## WHAT NEEDS TO BE DONE
All lines in the records below that hold "BoxError" are to be shown.
##### LISTED ENTRIES
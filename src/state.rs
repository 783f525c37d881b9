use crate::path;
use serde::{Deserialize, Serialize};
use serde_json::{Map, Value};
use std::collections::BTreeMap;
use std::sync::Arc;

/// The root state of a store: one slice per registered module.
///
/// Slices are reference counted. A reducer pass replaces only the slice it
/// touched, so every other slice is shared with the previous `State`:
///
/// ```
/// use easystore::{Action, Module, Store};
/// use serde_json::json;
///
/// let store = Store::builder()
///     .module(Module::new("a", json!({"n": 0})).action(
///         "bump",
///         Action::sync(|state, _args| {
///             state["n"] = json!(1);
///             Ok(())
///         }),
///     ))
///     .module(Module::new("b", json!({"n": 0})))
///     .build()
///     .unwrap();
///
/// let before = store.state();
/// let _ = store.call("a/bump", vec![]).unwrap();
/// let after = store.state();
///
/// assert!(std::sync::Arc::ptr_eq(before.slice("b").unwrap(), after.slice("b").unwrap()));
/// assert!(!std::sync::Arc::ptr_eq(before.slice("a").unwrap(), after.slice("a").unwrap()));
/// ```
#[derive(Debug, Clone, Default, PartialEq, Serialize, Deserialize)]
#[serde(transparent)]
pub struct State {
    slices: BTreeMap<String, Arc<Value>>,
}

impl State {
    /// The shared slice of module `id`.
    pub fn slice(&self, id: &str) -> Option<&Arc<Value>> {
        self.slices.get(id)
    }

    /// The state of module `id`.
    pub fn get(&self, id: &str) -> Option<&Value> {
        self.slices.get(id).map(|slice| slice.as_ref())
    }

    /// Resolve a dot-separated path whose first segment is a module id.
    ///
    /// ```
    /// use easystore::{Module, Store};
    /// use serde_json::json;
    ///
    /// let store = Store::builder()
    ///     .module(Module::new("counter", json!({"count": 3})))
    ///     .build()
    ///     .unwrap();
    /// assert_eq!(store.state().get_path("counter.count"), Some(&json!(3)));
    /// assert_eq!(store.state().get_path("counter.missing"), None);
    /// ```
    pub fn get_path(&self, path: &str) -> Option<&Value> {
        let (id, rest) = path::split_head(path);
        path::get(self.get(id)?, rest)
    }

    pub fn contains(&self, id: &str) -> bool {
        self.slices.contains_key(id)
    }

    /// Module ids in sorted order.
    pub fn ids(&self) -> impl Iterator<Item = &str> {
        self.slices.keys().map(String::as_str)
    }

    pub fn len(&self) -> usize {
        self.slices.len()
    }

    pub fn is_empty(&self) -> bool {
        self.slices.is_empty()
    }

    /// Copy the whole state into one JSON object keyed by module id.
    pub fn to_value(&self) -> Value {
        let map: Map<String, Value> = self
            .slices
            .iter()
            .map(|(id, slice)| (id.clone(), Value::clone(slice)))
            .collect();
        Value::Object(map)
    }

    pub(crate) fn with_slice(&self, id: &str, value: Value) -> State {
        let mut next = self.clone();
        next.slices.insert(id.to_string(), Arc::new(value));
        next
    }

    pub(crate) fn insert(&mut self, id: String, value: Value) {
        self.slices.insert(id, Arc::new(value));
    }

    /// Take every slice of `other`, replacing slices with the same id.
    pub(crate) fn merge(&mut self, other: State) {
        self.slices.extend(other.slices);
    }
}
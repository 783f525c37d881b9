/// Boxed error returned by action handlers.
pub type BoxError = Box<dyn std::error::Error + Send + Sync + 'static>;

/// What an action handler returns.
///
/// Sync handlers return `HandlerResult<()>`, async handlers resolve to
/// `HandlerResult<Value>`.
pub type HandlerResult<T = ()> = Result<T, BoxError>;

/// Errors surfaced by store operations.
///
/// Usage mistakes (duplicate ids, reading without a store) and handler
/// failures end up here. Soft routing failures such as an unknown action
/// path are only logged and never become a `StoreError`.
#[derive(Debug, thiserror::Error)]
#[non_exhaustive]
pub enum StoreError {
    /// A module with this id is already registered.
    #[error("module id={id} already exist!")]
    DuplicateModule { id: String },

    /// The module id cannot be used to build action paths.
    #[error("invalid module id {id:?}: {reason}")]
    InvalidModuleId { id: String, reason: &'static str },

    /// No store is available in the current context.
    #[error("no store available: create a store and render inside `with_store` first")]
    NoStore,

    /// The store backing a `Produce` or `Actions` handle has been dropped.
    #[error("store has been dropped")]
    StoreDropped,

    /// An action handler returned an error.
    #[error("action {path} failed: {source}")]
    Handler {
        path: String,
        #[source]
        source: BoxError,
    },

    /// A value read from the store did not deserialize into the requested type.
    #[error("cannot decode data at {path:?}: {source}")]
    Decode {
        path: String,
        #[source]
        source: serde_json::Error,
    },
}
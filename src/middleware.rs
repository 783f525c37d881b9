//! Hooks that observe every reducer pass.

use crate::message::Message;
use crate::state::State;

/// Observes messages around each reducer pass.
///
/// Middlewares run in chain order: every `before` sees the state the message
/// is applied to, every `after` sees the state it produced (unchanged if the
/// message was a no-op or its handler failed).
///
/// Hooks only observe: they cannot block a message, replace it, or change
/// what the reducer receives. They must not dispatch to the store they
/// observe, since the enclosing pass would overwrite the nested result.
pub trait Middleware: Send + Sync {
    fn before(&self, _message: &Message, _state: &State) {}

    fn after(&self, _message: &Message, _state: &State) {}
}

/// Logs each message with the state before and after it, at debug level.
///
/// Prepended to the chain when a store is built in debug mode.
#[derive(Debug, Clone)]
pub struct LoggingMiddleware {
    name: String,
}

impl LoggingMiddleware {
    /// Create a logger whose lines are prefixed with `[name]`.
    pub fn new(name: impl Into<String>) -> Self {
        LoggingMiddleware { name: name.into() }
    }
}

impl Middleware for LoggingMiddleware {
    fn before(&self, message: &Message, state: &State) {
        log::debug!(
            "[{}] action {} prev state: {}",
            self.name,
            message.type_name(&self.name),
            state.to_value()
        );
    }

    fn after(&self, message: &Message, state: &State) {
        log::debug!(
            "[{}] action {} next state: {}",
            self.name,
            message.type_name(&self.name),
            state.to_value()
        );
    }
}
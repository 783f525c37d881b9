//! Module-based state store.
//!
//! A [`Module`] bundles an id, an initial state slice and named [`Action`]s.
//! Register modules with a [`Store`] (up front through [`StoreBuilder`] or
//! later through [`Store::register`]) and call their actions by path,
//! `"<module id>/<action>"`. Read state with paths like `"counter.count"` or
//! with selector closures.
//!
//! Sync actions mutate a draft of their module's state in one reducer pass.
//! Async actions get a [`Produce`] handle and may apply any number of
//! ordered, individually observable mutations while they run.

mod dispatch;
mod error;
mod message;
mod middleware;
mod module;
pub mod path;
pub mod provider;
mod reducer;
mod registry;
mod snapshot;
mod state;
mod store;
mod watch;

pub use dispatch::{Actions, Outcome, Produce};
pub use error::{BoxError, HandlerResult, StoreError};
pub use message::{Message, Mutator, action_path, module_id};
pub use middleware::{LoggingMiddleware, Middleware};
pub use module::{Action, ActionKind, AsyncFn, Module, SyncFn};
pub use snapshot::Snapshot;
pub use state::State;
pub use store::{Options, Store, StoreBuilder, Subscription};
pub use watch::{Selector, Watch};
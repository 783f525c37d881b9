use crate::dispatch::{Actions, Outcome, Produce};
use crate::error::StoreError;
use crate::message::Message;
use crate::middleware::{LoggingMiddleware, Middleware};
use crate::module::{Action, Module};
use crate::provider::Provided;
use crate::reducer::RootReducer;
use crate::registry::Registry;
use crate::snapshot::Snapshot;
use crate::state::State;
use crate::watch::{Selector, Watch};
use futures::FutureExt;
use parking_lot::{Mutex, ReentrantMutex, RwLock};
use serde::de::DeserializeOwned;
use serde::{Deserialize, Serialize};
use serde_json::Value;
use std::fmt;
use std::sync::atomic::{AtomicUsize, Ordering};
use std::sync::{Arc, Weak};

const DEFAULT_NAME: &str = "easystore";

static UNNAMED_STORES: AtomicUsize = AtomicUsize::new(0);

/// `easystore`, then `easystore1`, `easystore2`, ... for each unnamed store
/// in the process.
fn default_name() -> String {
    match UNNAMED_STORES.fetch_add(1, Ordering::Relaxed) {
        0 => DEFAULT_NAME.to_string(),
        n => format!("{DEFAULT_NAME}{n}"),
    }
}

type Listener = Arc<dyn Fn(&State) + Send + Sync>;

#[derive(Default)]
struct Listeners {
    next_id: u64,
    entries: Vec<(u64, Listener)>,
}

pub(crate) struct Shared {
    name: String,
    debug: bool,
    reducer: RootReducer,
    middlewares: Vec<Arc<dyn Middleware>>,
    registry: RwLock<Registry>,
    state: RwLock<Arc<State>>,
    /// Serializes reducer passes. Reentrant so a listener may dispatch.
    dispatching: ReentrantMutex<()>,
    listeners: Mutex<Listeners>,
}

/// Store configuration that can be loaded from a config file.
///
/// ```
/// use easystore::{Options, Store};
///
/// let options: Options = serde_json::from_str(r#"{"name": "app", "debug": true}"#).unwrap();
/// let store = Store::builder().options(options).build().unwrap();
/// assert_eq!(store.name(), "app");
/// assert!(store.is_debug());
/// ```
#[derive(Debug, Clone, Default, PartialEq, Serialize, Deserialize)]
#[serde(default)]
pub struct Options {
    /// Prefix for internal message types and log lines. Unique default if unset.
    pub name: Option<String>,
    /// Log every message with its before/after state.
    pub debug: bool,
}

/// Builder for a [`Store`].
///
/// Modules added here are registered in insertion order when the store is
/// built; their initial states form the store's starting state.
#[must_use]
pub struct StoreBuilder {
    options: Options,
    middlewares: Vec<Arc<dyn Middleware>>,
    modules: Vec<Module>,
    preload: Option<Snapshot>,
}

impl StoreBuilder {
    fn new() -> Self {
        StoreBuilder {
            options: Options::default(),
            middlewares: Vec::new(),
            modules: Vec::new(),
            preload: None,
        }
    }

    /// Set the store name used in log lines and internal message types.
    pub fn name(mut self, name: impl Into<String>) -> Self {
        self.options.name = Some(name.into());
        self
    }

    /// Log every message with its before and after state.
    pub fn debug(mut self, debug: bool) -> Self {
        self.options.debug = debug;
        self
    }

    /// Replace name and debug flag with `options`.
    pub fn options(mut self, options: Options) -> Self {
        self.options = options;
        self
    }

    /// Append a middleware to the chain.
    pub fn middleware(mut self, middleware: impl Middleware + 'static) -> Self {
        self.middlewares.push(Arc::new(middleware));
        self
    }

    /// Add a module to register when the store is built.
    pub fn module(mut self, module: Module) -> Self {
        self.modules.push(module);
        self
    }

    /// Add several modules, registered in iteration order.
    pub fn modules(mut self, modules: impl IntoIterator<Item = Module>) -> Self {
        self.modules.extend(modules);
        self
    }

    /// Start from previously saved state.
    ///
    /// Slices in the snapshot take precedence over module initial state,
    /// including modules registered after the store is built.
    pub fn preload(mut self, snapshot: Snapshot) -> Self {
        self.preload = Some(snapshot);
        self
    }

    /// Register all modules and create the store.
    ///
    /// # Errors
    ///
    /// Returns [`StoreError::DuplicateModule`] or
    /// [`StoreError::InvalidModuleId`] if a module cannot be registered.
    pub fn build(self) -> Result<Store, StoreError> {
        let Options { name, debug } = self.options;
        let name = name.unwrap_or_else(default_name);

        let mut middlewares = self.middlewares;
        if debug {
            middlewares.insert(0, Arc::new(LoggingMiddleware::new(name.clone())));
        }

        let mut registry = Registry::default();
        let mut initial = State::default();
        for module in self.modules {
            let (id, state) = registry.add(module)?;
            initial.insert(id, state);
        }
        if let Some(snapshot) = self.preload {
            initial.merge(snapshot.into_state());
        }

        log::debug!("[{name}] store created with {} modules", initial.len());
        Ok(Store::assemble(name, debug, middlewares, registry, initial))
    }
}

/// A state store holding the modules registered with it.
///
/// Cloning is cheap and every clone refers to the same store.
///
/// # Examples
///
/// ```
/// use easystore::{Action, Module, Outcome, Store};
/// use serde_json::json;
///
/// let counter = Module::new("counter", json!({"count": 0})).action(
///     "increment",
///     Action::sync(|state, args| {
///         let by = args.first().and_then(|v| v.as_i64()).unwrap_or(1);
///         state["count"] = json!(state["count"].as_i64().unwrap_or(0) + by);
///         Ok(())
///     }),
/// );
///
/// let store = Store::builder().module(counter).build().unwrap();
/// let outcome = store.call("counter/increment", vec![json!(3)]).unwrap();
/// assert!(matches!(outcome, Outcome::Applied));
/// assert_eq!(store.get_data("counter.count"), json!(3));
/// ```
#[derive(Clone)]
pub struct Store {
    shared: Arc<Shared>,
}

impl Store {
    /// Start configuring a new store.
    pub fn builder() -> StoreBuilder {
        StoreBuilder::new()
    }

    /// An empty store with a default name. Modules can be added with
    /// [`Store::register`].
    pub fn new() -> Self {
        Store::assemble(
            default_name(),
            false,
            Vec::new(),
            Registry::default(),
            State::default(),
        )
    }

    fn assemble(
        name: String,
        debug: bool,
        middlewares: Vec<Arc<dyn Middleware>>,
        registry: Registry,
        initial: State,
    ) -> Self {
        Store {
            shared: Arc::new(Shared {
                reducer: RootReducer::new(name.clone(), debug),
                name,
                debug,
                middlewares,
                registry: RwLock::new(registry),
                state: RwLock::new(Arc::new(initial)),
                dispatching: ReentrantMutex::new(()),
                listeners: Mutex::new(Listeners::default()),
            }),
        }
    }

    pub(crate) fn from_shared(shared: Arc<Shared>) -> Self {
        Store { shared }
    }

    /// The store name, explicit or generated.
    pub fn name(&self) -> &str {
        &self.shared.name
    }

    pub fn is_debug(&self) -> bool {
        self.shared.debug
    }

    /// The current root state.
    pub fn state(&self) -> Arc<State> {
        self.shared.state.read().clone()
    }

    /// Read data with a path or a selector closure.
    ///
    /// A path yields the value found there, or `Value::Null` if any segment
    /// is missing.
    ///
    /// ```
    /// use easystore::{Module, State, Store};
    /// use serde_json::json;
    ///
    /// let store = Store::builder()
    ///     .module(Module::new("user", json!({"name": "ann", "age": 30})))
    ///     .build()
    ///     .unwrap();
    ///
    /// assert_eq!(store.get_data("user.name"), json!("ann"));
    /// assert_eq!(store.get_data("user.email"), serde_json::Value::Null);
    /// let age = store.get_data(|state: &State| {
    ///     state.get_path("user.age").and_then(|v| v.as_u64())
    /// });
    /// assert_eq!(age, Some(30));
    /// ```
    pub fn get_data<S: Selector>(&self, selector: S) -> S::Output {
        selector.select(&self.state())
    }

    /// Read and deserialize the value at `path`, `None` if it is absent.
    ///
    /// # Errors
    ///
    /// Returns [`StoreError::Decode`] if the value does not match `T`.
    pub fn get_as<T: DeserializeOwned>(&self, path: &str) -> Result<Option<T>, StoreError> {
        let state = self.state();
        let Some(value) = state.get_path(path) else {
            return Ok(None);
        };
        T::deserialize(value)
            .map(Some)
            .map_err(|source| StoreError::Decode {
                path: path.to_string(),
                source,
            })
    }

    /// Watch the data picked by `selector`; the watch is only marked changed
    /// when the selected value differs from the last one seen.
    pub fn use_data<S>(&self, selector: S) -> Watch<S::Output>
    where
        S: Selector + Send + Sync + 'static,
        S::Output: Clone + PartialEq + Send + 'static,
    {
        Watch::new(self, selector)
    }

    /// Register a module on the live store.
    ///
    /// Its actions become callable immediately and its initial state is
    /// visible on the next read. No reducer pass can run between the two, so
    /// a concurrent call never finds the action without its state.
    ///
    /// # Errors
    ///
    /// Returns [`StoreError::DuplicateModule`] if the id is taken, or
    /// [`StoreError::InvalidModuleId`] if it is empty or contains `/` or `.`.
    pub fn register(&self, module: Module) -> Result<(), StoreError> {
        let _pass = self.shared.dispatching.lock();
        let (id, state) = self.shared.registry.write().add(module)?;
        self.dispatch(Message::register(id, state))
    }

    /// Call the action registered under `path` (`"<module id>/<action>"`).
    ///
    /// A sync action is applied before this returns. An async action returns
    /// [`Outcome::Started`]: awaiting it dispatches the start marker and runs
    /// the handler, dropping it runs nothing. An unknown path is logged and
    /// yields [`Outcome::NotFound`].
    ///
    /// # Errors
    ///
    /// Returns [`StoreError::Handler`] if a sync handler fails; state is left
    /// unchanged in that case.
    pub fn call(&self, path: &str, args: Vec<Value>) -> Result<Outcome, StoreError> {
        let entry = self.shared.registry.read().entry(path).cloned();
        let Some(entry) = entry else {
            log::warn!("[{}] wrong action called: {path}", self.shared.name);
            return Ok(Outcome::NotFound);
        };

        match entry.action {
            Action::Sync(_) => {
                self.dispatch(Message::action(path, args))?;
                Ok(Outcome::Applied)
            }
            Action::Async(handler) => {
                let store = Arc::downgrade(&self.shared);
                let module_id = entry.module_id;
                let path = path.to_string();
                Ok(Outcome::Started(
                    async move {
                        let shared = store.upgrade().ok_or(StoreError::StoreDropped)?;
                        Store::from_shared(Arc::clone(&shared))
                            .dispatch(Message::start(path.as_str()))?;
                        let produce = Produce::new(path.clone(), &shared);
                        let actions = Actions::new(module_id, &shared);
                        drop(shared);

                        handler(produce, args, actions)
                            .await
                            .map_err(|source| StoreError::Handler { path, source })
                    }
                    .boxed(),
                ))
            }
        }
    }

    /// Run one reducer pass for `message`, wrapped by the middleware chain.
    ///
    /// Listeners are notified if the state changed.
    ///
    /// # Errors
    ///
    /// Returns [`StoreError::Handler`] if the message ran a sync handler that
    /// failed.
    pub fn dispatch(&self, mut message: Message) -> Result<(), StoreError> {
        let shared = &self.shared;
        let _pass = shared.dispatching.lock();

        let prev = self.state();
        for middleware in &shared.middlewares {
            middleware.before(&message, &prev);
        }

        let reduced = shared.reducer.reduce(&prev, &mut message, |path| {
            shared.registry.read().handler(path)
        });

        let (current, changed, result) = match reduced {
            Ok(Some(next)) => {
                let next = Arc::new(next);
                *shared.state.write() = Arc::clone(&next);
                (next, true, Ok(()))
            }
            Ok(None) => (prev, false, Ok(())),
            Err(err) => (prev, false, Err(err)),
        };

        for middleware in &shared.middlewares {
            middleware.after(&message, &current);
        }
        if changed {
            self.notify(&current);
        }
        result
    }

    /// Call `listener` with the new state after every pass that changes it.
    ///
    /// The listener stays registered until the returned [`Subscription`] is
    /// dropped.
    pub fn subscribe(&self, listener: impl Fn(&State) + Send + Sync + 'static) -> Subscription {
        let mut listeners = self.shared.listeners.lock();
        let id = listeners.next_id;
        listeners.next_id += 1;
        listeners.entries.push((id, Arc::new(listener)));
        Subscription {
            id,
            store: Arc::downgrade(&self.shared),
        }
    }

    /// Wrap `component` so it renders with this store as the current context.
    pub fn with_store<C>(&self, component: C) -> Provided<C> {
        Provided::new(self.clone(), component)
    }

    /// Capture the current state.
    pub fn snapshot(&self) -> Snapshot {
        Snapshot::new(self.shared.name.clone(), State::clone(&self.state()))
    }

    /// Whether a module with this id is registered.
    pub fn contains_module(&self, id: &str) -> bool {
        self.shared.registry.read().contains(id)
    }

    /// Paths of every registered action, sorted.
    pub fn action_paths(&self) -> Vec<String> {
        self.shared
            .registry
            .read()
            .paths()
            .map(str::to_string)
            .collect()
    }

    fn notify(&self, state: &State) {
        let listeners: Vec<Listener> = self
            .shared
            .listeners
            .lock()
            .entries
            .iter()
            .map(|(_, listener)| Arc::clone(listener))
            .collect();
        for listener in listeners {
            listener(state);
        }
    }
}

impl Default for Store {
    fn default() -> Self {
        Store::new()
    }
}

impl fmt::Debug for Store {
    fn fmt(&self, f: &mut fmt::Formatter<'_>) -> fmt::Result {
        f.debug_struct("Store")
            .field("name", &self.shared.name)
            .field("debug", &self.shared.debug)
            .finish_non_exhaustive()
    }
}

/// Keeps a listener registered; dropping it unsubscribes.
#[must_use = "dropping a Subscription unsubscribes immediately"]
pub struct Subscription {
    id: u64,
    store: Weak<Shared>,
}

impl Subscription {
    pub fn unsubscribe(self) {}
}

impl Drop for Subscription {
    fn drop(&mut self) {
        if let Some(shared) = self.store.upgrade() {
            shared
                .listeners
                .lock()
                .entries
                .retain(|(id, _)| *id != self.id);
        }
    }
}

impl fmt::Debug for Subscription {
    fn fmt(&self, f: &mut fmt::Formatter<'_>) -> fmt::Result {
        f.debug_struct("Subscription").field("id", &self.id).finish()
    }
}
##########
## TASK OUTPUT
pub type BoxError = Box<dyn std::error::Error + Send + Sync + 'static>;
pub type HandlerResult<T = ()> = Result<T, BoxError>;
        source: BoxError,
pub use error::{BoxError, HandlerResult, StoreError};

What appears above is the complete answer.